■ What you have to do ■
All lines in the entries below that hold "struct" make up the answer.
[Opening Information given section]
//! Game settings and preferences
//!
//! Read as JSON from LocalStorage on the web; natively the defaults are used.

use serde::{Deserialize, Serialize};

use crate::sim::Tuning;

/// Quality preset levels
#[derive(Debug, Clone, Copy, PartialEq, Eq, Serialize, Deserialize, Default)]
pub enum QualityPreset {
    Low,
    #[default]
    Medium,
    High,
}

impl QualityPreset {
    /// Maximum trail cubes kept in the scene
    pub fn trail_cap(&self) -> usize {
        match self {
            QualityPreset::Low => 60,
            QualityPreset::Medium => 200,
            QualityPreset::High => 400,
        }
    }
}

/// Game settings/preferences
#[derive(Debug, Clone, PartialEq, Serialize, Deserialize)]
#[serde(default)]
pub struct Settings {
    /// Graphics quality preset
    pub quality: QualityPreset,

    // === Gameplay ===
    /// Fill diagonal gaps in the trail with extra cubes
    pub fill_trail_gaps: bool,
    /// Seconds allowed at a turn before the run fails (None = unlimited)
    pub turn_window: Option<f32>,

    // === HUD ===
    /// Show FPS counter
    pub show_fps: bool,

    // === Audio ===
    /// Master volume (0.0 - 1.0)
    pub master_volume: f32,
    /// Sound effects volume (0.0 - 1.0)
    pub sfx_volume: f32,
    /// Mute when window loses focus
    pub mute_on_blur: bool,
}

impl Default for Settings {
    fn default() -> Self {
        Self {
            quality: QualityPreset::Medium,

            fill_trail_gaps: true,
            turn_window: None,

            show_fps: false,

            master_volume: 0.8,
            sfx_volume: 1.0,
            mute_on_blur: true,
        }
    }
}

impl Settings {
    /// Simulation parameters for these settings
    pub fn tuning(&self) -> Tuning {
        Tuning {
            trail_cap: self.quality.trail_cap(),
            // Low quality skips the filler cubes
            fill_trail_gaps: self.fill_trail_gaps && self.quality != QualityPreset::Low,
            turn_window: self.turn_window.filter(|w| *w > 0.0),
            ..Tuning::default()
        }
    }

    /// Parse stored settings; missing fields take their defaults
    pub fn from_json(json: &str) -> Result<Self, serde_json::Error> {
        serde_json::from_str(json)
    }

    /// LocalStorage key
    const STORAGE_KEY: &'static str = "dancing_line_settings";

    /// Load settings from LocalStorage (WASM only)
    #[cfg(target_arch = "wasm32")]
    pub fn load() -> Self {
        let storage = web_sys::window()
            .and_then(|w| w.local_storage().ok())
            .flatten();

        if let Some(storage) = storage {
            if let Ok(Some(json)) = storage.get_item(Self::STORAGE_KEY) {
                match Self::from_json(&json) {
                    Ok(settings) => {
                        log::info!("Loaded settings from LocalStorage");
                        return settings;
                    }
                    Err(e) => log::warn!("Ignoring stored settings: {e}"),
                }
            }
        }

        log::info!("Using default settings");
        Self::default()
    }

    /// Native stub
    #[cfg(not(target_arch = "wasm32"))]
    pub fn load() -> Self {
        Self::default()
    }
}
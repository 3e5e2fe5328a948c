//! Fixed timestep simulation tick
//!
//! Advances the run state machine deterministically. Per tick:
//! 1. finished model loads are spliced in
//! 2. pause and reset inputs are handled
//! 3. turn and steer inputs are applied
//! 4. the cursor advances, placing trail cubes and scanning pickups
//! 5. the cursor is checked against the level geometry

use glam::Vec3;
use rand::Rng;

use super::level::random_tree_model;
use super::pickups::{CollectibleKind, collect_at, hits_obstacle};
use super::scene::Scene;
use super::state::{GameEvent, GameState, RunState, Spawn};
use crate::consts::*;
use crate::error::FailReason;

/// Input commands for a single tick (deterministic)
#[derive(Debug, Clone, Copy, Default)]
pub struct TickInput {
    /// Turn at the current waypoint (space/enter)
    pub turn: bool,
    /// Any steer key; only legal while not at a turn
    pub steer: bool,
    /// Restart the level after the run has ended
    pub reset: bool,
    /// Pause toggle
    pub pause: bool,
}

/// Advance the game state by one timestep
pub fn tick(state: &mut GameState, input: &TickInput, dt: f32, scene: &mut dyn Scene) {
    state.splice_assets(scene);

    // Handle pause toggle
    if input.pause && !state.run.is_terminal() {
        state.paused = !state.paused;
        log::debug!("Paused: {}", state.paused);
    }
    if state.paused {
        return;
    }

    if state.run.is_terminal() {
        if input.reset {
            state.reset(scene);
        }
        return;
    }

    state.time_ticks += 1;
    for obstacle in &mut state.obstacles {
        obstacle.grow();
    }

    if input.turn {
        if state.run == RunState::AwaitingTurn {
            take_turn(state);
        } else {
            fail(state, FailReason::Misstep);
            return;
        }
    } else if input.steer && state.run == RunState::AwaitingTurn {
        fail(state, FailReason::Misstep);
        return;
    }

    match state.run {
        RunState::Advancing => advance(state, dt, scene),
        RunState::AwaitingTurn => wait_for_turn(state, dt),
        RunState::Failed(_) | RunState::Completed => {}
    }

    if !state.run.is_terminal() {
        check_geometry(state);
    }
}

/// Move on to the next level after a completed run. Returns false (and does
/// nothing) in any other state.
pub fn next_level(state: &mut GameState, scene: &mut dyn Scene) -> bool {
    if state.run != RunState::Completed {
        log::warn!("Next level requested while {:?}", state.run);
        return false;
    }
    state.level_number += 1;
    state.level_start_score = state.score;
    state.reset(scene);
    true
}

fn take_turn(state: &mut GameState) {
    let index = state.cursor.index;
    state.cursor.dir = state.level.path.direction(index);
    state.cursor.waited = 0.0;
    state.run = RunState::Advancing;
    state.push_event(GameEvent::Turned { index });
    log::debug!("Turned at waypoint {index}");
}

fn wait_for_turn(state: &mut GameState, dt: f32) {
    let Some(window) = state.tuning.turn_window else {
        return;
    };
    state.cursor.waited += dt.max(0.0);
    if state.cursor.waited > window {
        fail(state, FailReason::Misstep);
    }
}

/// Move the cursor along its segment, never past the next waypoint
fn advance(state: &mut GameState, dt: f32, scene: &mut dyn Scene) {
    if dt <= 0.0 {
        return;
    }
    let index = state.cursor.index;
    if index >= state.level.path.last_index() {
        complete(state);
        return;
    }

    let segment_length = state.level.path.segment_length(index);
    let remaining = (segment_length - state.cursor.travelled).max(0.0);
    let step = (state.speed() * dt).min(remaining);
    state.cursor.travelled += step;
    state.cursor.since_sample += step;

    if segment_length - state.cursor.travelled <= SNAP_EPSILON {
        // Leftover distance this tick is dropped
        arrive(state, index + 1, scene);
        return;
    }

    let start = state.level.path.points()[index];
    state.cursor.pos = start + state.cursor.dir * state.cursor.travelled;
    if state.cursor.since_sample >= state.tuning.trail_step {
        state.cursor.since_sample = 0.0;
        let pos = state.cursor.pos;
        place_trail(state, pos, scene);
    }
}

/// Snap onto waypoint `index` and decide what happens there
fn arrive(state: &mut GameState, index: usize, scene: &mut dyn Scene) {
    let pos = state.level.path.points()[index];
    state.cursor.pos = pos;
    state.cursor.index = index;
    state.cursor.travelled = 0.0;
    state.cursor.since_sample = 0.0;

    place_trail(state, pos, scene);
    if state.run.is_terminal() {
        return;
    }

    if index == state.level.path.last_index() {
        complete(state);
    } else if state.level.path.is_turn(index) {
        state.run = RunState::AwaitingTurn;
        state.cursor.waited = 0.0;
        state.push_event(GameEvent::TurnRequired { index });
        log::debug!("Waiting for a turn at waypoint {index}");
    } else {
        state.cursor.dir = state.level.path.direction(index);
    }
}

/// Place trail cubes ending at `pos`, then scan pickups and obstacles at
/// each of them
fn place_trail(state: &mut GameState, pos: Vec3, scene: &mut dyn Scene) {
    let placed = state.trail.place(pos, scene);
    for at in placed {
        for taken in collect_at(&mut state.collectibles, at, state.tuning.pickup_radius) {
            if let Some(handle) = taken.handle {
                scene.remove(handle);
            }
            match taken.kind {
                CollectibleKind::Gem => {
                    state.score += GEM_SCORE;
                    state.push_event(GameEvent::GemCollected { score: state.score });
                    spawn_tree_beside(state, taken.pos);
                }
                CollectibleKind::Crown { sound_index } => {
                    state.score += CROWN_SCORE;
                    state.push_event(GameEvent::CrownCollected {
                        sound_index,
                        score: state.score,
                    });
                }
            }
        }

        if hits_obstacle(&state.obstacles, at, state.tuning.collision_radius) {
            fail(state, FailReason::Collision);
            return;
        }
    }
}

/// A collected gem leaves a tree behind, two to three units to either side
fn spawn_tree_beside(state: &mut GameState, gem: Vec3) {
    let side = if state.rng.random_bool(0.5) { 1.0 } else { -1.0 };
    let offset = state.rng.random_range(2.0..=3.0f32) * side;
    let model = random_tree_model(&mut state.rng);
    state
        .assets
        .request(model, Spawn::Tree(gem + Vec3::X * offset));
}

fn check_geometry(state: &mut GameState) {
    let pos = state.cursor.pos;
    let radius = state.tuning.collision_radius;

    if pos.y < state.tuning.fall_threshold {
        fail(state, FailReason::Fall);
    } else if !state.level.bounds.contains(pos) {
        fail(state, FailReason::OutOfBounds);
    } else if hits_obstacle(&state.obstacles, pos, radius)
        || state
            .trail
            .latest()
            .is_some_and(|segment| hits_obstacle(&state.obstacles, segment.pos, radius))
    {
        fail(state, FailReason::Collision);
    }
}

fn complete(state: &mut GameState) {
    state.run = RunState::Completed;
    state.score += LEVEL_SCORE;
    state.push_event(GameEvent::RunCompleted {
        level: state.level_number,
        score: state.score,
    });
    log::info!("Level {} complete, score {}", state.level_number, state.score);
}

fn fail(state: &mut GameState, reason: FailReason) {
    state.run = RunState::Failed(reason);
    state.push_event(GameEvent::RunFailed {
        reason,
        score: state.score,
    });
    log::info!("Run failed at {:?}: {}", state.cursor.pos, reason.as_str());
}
[Closing Information given section]
■ Final answer ■
pub struct Settings {
pub struct TickInput {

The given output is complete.